O enfrentamento do absurdo e a recusa do suicídio como afirmação da vida
- O Mito de Sisifo, concebido como o reverso teórico de O Estrangeiro e escrito sob a pressão da doença e da guerra, rejeita a filosofia professoral e sistemática em favor de uma interrogação existencial direta sobre o sentido da vida em um universo desprovido de Deus e de valores transcendentais, diagnosticando o absurdo não como uma propriedade do mundo, mas como o resultado do confronto entre o apelo humano por sentido e o silêncio irracional do universo.
- A constatação da absurdidade e da inevitabilidade da morte não legitima o suicídio, pois este ato seria uma aceitação da derrota e uma supressão do confronto que constitui a própria vida consciente; a resposta ética reside na revolta, que é a manutenção desse confronto sem esperança, e na decisão de viver a vida absurda com a máxima intensidade e lucidez, transformando a condenação à morte em uma regra de vida quantitativa e qualitativa.
- A felicidade de Sisifo, condenado a repetir eternamente o gesto inútil de rolar a pedra, reside na apropriação de seu destino e na consciência de que a luta em si mesma basta para preencher o coração de um homem, transformando a maldição em uma afirmação alegre da vida e ilustrando a fórmula nietzschiana de dizer sim ao mundo tal como ele é, recusando os consolos dos arrière-mondes.

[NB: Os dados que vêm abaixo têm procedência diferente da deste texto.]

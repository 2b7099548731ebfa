//! Crawler module for listing-site ingestion
//!
//! This module contains the core crawling logic, including:
//! - HTTP fetching with retry, backoff, and politeness pauses
//! - Extraction of page-1 listings from the embedded state payload
//! - Discovery of the pagination API endpoint
//! - The page-walk that stitches both sources into one dataset

mod embedded;
mod endpoint;
mod fetcher;
mod orchestrator;

pub use embedded::{extract_embedded_listings, EMBEDDED_LISTINGS_PATH, EMBEDDED_STATE_MARKER};
pub use endpoint::{discover_api_endpoint, ApiEndpointTemplate, ENDPOINT_KEY, ENDPOINT_SIGNATURE};
pub use fetcher::{build_http_client, Fetcher};
pub use orchestrator::{CrawlReport, Crawler};

use thiserror::Error;

/// Errors from fetching a single URL
#[derive(Error, Debug)]
pub enum FetchError {
    /// The request never produced a response (DNS, connect, timeout, body read)
    #[error("request for {url} failed: {source}")]
    Transport {
        url: String,
        #[source]
        source: reqwest::Error,
    },

    /// The server answered with a non-success status
    #[error("{url} returned HTTP {status}")]
    Status { url: String, status: u16 },
}

/// Errors from extracting listings or the API endpoint out of page-1 HTML
#[derive(Error, Debug)]
pub enum ExtractError {
    /// No script in the document carries the embedded state assignment
    #[error("embedded state payload not found in page HTML")]
    EmbeddedPayloadNotFound,

    /// The payload parsed as JSON but a key on the listing path is absent
    #[error("embedded state payload is missing the \"{key}\" key")]
    MalformedPayload { key: &'static str },

    /// No API endpoint with the listing-search signature in the document
    #[error("pagination API endpoint not present in page HTML")]
    EndpointNotResolved,

    /// The embedded payload is not syntactically valid JSON
    #[error("payload is not valid JSON: {0}")]
    Json(#[from] serde_json::Error),

    /// The discovered endpoint value does not parse as a URL
    #[error("discovered endpoint {raw:?} is not a valid URL: {source}")]
    BadEndpointUrl {
        raw: String,
        #[source]
        source: url::ParseError,
    },
}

Do reino mediterrâneo ao exílio europeu
- A evolução do pensamento e da vida de Camus descreve um movimento geográfico e simbólico que parte do reino mediterrâneo, caracterizado pela saúde bárbara, pela luz solar, pela fusão com a natureza em Tipasa e pela inocência do devir, em direção ao exílio europeu, marcado pela doença, pelo clima frio, pela história política violenta, pelas ideologias totalitárias e pelo niilismo dos intelectuais fascinados pela dialética da morte.

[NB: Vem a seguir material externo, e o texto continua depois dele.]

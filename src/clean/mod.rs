//! Schema cleaning of crawled listings
//!
//! Raw records carry price and area as source-formatted text ("₹ 45.5 L",
//! "1,204 sq.ft."). Cleaning parses those into numerics, derives price per
//! square foot, and splits the input into accepted rows and rejected rows.
//! Nothing is dropped silently: every rejected row keeps its index, its
//! detail URL when known, and a typed reason, and the whole reject set is
//! written next to the clean dataset.

use crate::dataset::{self, DatasetResult};
use crate::listing::ListingRecord;
use serde::{Deserialize, Serialize, Serializer};
use std::collections::BTreeMap;
use std::path::{Path, PathBuf};
use thiserror::Error;
use tracing::{info, warn};

/// One accepted cleaned row, ready for model fitting.
#[derive(Debug, Clone, PartialEq, Serialize, Deserialize)]
pub struct CleanRecord {
    /// Asking price in lakhs of rupees (1 lakh = 100,000)
    pub price_lakhs: f64,
    pub area_sqft: f64,
    pub locality: String,
    pub bedrooms: Option<u32>,
    pub price_per_sqft: f64,
}

/// Why a raw row was rejected by cleaning.
#[derive(Error, Debug, Clone, PartialEq)]
pub enum RejectReason {
    #[error("missing price")]
    MissingPrice,
    #[error("unparseable price {0:?}")]
    UnparseablePrice(String),
    #[error("missing area")]
    MissingArea,
    #[error("unparseable area {0:?}")]
    UnparseableArea(String),
    #[error("non-positive area")]
    NonPositiveArea,
    #[error("missing locality")]
    MissingLocality,
}

impl RejectReason {
    /// Short stable label for the per-reason summary.
    pub fn label(&self) -> &'static str {
        match self {
            Self::MissingPrice => "missing-price",
            Self::UnparseablePrice(_) => "unparseable-price",
            Self::MissingArea => "missing-area",
            Self::UnparseableArea(_) => "unparseable-area",
            Self::NonPositiveArea => "non-positive-area",
            Self::MissingLocality => "missing-locality",
        }
    }
}

// Rejects go to CSV with the reason rendered as text
impl Serialize for RejectReason {
    fn serialize<S: Serializer>(&self, serializer: S) -> Result<S::Ok, S::Error> {
        serializer.collect_str(self)
    }
}

/// One rejected raw row with its evidence.
#[derive(Debug, Clone, Serialize)]
pub struct RejectedRow {
    /// Zero-based index of the row in the raw dataset
    pub row: usize,
    pub detail_url: Option<String>,
    pub reason: RejectReason,
}

/// Counts from one cleaning run.
#[derive(Debug)]
pub struct CleanSummary {
    pub accepted: usize,
    pub rejected: usize,
}

/// Parses a source-formatted price into lakhs of rupees.
///
/// Accepts the formats the site uses: a number followed by a lakh unit
/// ("₹ 45.5 L", "85 Lac") or a crore unit ("1.2 Cr" = 120 lakhs), with
/// optional currency sign and digit-group commas. Ranges keep their lower
/// bound ("₹ 45 - 60 L" = 45). A bare number carries no unit and is not
/// guessed at.
pub fn parse_price_lakhs(text: &str) -> Option<f64> {
    let cleaned = text.replace('₹', " ").replace(',', "").replace('-', " ");

    let mut value: Option<f64> = None;
    let mut multiplier: Option<f64> = None;
    for token in cleaned.split_whitespace() {
        let (number, suffix) = split_number_suffix(token);
        if value.is_none() {
            if let Ok(parsed) = number.parse::<f64>() {
                value = Some(parsed);
            }
        }
        if multiplier.is_none() {
            multiplier = price_unit_multiplier(suffix);
        }
    }

    Some(value? * multiplier?)
}

/// Parses a source-formatted area into square feet.
///
/// Accepts "1,204 sq.ft." style text and bare numbers. A value in any
/// other unit ("140 sq.yrd", "2 acres") is rejected rather than misread
/// as square feet.
pub fn parse_area_sqft(text: &str) -> Option<f64> {
    let cleaned = text.replace(',', "");

    let mut value: Option<f64> = None;
    let mut unit = String::new();
    for token in cleaned.split_whitespace() {
        let (number, suffix) = split_number_suffix(token);
        if value.is_none() {
            if let Ok(parsed) = number.parse::<f64>() {
                value = Some(parsed);
            }
        }
        unit.extend(suffix.chars().filter(char::is_ascii_alphabetic).flat_map(char::to_lowercase));
    }

    let value = value?;
    match unit.as_str() {
        "" | "sqft" | "sqfeet" | "squarefeet" => Some(value),
        _ => None,
    }
}

/// Splits a glued token like "45.5L" into its numeric and alphabetic parts.
fn split_number_suffix(token: &str) -> (&str, &str) {
    match token.find(|c: char| c.is_ascii_alphabetic()) {
        Some(idx) => (&token[..idx], &token[idx..]),
        None => (token, ""),
    }
}

fn price_unit_multiplier(suffix: &str) -> Option<f64> {
    let unit: String = suffix
        .chars()
        .filter(char::is_ascii_alphabetic)
        .flat_map(char::to_lowercase)
        .collect();
    match unit.as_str() {
        "l" | "lac" | "lacs" | "lakh" | "lakhs" => Some(1.0),
        "cr" | "crore" | "crores" => Some(100.0),
        _ => None,
    }
}

/// Cleans one raw record, or explains why it cannot be used.
fn clean_record(record: &ListingRecord) -> Result<CleanRecord, RejectReason> {
    let price_text = record.price.as_deref().ok_or(RejectReason::MissingPrice)?;
    let price_lakhs = parse_price_lakhs(price_text)
        .ok_or_else(|| RejectReason::UnparseablePrice(price_text.to_string()))?;

    let area_text = record.area.as_deref().ok_or(RejectReason::MissingArea)?;
    let area_sqft = parse_area_sqft(area_text)
        .ok_or_else(|| RejectReason::UnparseableArea(area_text.to_string()))?;
    if area_sqft <= 0.0 {
        return Err(RejectReason::NonPositiveArea);
    }

    let locality = record
        .locality
        .as_deref()
        .map(str::trim)
        .filter(|l| !l.is_empty())
        .ok_or(RejectReason::MissingLocality)?;

    Ok(CleanRecord {
        price_lakhs,
        area_sqft,
        locality: locality.to_string(),
        bedrooms: record.bedrooms,
        // price is in lakhs, so scale back to rupees for the ratio
        price_per_sqft: price_lakhs * 1e5 / area_sqft,
    })
}

/// Partitions raw records into accepted and rejected rows.
///
/// Every input row lands in exactly one of the two outputs; both keep the
/// input order.
pub fn partition(records: &[ListingRecord]) -> (Vec<CleanRecord>, Vec<RejectedRow>) {
    let mut accepted = Vec::new();
    let mut rejected = Vec::new();

    for (row, record) in records.iter().enumerate() {
        match clean_record(record) {
            Ok(clean) => accepted.push(clean),
            Err(reason) => rejected.push(RejectedRow {
                row,
                detail_url: record.detail_url.clone(),
                reason,
            }),
        }
    }

    (accepted, rejected)
}

/// Path of the rejects file written next to the clean dataset.
pub fn rejects_path(clean_path: &Path) -> PathBuf {
    clean_path.with_extension("rejects.csv")
}

/// Runs the cleaning stage: reads the raw dataset, partitions it, and
/// writes the clean dataset plus its rejects file.
///
/// # Arguments
///
/// * `raw_path` - Crawled raw dataset (CSV of `ListingRecord` rows)
/// * `clean_path` - Destination for accepted rows; rejects land next to it
pub fn run(raw_path: &Path, clean_path: &Path) -> DatasetResult<CleanSummary> {
    let raw: Vec<ListingRecord> = dataset::read_csv(raw_path)?;
    let (accepted, rejected) = partition(&raw);

    dataset::write_csv(clean_path, &accepted)?;
    dataset::write_csv(&rejects_path(clean_path), &rejected)?;

    let mut by_reason: BTreeMap<&'static str, usize> = BTreeMap::new();
    for reject in &rejected {
        *by_reason.entry(reject.reason.label()).or_default() += 1;
    }
    for (label, count) in &by_reason {
        warn!(reason = label, count, "rows rejected");
    }
    info!(
        accepted = accepted.len(),
        rejected = rejected.len(),
        "cleaning finished"
    );

    Ok(CleanSummary {
        accepted: accepted.len(),
        rejected: rejected.len(),
    })
}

- A necessidade de tratar a tuberculose força o abandono da terra natal e dos prazeres físicos da existência argelina, lançando o autor em um ambiente de abstração e cinza onde a luta contra a morte e a busca por uma moral sem transcendência se tornam imperativos urgentes para quem deve construir um sentido sobre a efemeridade de uma vida que se sabe condenada ao apodrecimento lento dos pulmões.